▶ **What you are asked to do**
Only the lines from the first line of the records through the line containing "never mutated afterwards." belong in the answer. Copy them exactly.

▶ **Source material**
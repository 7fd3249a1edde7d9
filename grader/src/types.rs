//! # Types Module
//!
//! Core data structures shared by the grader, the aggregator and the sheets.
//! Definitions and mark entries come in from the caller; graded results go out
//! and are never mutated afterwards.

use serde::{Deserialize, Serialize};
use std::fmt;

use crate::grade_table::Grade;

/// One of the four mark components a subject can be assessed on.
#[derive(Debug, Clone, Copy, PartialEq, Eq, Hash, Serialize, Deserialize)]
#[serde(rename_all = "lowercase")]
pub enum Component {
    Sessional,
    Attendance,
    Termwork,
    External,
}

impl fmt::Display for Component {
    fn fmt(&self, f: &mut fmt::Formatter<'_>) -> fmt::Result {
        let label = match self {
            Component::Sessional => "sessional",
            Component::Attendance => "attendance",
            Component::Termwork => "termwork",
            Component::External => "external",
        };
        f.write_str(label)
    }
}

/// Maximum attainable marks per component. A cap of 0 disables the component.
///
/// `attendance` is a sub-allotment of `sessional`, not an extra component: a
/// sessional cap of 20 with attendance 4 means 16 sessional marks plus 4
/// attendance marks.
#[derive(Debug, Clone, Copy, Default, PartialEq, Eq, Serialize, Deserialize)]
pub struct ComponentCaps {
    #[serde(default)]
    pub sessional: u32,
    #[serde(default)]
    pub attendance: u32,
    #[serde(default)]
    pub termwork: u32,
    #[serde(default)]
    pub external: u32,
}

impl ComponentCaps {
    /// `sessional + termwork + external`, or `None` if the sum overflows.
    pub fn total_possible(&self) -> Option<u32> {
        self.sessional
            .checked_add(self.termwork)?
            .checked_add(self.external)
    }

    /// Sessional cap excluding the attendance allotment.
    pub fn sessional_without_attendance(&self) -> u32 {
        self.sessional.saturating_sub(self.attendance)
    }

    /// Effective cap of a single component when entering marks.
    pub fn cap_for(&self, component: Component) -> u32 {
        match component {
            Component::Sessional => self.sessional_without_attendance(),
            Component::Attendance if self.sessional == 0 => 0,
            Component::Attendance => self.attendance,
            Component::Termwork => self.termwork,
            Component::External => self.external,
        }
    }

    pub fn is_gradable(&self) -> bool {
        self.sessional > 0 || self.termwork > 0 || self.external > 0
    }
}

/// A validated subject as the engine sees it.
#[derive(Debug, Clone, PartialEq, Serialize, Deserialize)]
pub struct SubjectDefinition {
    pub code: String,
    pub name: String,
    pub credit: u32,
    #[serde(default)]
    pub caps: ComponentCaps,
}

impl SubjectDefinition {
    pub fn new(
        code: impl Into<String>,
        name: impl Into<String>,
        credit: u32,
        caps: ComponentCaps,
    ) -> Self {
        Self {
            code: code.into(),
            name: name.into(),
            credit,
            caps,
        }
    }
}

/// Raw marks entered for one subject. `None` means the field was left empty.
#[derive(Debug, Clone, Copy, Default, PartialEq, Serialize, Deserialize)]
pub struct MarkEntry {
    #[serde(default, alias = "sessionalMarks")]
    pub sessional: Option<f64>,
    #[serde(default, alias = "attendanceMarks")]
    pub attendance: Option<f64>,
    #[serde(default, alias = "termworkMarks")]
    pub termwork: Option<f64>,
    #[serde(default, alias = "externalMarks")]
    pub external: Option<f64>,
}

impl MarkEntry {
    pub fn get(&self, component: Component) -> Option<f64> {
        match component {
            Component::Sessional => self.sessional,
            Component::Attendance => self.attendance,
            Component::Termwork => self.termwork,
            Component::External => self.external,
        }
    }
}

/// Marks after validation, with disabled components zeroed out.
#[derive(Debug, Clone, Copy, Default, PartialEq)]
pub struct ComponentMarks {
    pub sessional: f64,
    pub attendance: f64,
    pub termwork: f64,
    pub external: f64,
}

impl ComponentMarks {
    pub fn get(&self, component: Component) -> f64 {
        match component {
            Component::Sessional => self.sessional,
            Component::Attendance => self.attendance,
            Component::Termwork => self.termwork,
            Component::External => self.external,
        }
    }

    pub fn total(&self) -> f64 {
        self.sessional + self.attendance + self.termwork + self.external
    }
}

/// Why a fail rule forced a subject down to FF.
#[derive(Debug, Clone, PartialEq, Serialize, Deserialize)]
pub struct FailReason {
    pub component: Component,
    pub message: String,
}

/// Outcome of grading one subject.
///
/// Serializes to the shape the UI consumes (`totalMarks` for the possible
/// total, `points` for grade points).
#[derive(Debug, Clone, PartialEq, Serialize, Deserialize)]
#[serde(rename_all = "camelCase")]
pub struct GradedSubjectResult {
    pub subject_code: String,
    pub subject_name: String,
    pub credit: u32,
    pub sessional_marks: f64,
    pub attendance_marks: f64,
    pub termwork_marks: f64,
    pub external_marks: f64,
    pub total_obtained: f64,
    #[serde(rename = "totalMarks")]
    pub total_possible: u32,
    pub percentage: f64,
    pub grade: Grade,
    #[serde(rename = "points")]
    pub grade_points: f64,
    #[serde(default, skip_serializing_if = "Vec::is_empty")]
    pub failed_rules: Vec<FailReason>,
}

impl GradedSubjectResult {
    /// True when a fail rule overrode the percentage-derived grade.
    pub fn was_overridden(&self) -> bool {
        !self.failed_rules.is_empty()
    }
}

▶ **Reply to the task**
repository 7fd3249a1edde7d9
filename grader/src/types.rs
//! # Types Module
//!
//! Core data structures shared by the grader, the aggregator and the sheets.
//! Definitions and mark entries come in from the caller; graded results go out
//! and are never mutated afterwards.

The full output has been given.